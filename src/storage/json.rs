// src/storage/json.rs

//! JSON-file metadata store.
//!
//! Each record lives in its own pretty-printed JSON file under the metadata
//! directory. Writes go to a `.tmp` sibling first and are renamed into
//! place, so interruption at any point leaves the previous record readable.

use std::collections::BTreeMap;
use std::path::PathBuf;

use async_trait::async_trait;
use serde::{Serialize, de::DeserializeOwned};
use tokio::io::AsyncWriteExt;

use crate::error::{AppError, Result};
use crate::models::{Cursor, MonitorState, MonitorStats, TrackedDocument};
use crate::storage::{MetadataStore, StoreState};

const TRACKED_FILE: &str = "tracked.json";
const CURSOR_FILE: &str = "cursor.json";
const MONITOR_FILE: &str = "monitor.json";
const STATS_FILE: &str = "stats.json";

/// Metadata store backed by JSON files.
#[derive(Clone)]
pub struct JsonStore {
    root_dir: PathBuf,
}

impl JsonStore {
    /// Create a store rooted at the given metadata directory.
    pub fn new(root_dir: impl Into<PathBuf>) -> Self {
        Self {
            root_dir: root_dir.into(),
        }
    }

    fn path(&self, key: &str) -> PathBuf {
        self.root_dir.join(key)
    }

    /// Write bytes atomically (write to temp, then rename).
    async fn write_bytes(&self, key: &str, bytes: &[u8]) -> Result<()> {
        let path = self.path(key);
        if let Some(parent) = path.parent() {
            tokio::fs::create_dir_all(parent).await?;
        }

        let tmp = path.with_extension("tmp");
        let mut file = tokio::fs::File::create(&tmp).await?;
        file.write_all(bytes).await?;
        file.flush().await?;
        drop(file);

        tokio::fs::rename(&tmp, &path).await?;
        Ok(())
    }

    async fn write_json<T: Serialize + ?Sized>(&self, key: &str, value: &T) -> Result<()> {
        let bytes = serde_json::to_vec_pretty(value)?;
        self.write_bytes(key, &bytes).await
    }

    /// Read bytes, returning None if the file doesn't exist.
    async fn read_bytes(&self, key: &str) -> Result<Option<Vec<u8>>> {
        let path = self.path(key);
        match tokio::fs::read(&path).await {
            Ok(bytes) => Ok(Some(bytes)),
            Err(e) if e.kind() == std::io::ErrorKind::NotFound => Ok(None),
            Err(e) => Err(AppError::Io(e)),
        }
    }

    async fn read_json<T: DeserializeOwned>(&self, key: &str) -> Result<Option<T>> {
        match self.read_bytes(key).await? {
            Some(bytes) => Ok(Some(serde_json::from_slice(&bytes)?)),
            None => Ok(None),
        }
    }

    /// Read a record, falling back to its default when corrupt.
    ///
    /// Corruption is surfaced to the operator as a warning; the monitor then
    /// behaves as on a first run rather than refusing to start.
    async fn read_json_lenient<T: DeserializeOwned + Default>(&self, key: &str) -> T {
        match self.read_json(key).await {
            Ok(Some(value)) => value,
            Ok(None) => T::default(),
            Err(e) => {
                log::warn!("Persisted state {key} is unreadable ({e}); starting from scratch");
                T::default()
            }
        }
    }

    async fn load_tracked(&self) -> BTreeMap<String, TrackedDocument> {
        self.read_json_lenient(TRACKED_FILE).await
    }
}

#[async_trait]
impl MetadataStore for JsonStore {
    async fn load(&self) -> Result<StoreState> {
        let cursor = match self.read_json::<Cursor>(CURSOR_FILE).await {
            Ok(cursor) => cursor,
            Err(e) => {
                log::warn!("Cursor record is unreadable ({e}); treating as first run");
                None
            }
        };

        Ok(StoreState {
            cursor,
            tracked: self.load_tracked().await,
            monitor: self.read_json_lenient(MONITOR_FILE).await,
            stats: self.read_json_lenient(STATS_FILE).await,
        })
    }

    async fn commit_document(&self, document: &TrackedDocument) -> Result<()> {
        let mut tracked = self.load_tracked().await;
        tracked.insert(document.filename.clone(), document.clone());
        self.write_json(TRACKED_FILE, &tracked).await
    }

    async fn remove_document(&self, filename: &str) -> Result<()> {
        let mut tracked = self.load_tracked().await;
        if tracked.remove(filename).is_some() {
            self.write_json(TRACKED_FILE, &tracked).await?;
        }
        Ok(())
    }

    async fn commit_cursor(&self, cursor: &Cursor) -> Result<()> {
        self.write_json(CURSOR_FILE, cursor).await
    }

    async fn commit_monitor(&self, state: &MonitorState) -> Result<()> {
        self.write_json(MONITOR_FILE, state).await
    }

    async fn commit_stats(&self, stats: &MonitorStats) -> Result<()> {
        self.write_json(STATS_FILE, stats).await
    }
}

#[cfg(test)]
mod tests {
    use super::*;
    use crate::models::DateSource;
    use chrono::{Duration, Utc};
    use tempfile::TempDir;

    fn sample_document(filename: &str) -> TrackedDocument {
        let now = Utc::now();
        TrackedDocument {
            filename: filename.to_string(),
            title: "BTech Sem 1".to_string(),
            source_url: format!("http://ggsipu.ac.in/ExamResults/{filename}"),
            fingerprint: "ab".repeat(32),
            downloaded_at: now,
            size_bytes: 2048,
            expires_at: now + Duration::hours(24),
            date_source: DateSource::ListingPosition,
        }
    }

    #[tokio::test]
    async fn empty_store_loads_defaults() {
        let tmp = TempDir::new().unwrap();
        let store = JsonStore::new(tmp.path());

        let state = store.load().await.unwrap();
        assert!(state.cursor.is_none());
        assert!(state.tracked.is_empty());
        assert_eq!(state.stats.total_checks, 0);
    }

    #[tokio::test]
    async fn document_round_trip() {
        let tmp = TempDir::new().unwrap();
        let store = JsonStore::new(tmp.path());

        let doc = sample_document("a.pdf");
        store.commit_document(&doc).await.unwrap();

        let state = store.load().await.unwrap();
        assert_eq!(state.tracked.len(), 1);
        assert_eq!(state.tracked["a.pdf"], doc);

        store.remove_document("a.pdf").await.unwrap();
        let state = store.load().await.unwrap();
        assert!(state.tracked.is_empty());
    }

    #[tokio::test]
    async fn remove_missing_document_is_noop() {
        let tmp = TempDir::new().unwrap();
        let store = JsonStore::new(tmp.path());

        store.remove_document("nope.pdf").await.unwrap();
    }

    #[tokio::test]
    async fn cursor_round_trip() {
        let tmp = TempDir::new().unwrap();
        let store = JsonStore::new(tmp.path());

        let cursor = Cursor {
            filename: "a.pdf".into(),
            title: "A".into(),
            url: "http://x/a.pdf".into(),
            timestamp: Utc::now(),
            position: 3,
            date_source: DateSource::ListingPosition,
        };
        store.commit_cursor(&cursor).await.unwrap();

        let state = store.load().await.unwrap();
        assert_eq!(state.cursor, Some(cursor));
    }

    #[tokio::test]
    async fn corrupt_cursor_falls_back_to_first_run() {
        let tmp = TempDir::new().unwrap();
        let store = JsonStore::new(tmp.path());

        std::fs::write(tmp.path().join(CURSOR_FILE), b"{not json").unwrap();
        std::fs::write(tmp.path().join(TRACKED_FILE), b"also not json").unwrap();

        let state = store.load().await.unwrap();
        assert!(state.cursor.is_none());
        assert!(state.tracked.is_empty());
    }

    #[tokio::test]
    async fn writes_leave_no_tmp_files() {
        let tmp = TempDir::new().unwrap();
        let store = JsonStore::new(tmp.path());

        store
            .commit_stats(&MonitorStats::default())
            .await
            .unwrap();
        store
            .commit_monitor(&MonitorState::default())
            .await
            .unwrap();

        let leftovers: Vec<_> = std::fs::read_dir(tmp.path())
            .unwrap()
            .filter_map(|e| e.ok())
            .filter(|e| e.path().extension().is_some_and(|ext| ext == "tmp"))
            .collect();
        assert!(leftovers.is_empty());
    }

    #[tokio::test]
    async fn monitor_state_round_trip() {
        let tmp = TempDir::new().unwrap();
        let store = JsonStore::new(tmp.path());

        let mut monitor = MonitorState::default();
        monitor.processed_urls.insert("http://x/a.pdf".into());
        monitor.page_fingerprint = "cafe".into();
        store.commit_monitor(&monitor).await.unwrap();

        let state = store.load().await.unwrap();
        assert!(state.monitor.processed_urls.contains("http://x/a.pdf"));
        assert_eq!(state.monitor.page_fingerprint, "cafe");
    }
}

━━━━━━━━━━━━━━━━━━━━━━━━━━━━━━

→ Your objective
Among the records, find every line holding the word "DeserializeOwned" and copy it.

→ Final answer
use serde::{Serialize, de::DeserializeOwned};
    async fn read_json<T: DeserializeOwned>(&self, key: &str) -> Result<Option<T>> {
    async fn read_json_lenient<T: DeserializeOwned + Default>(&self, key: &str) -> T {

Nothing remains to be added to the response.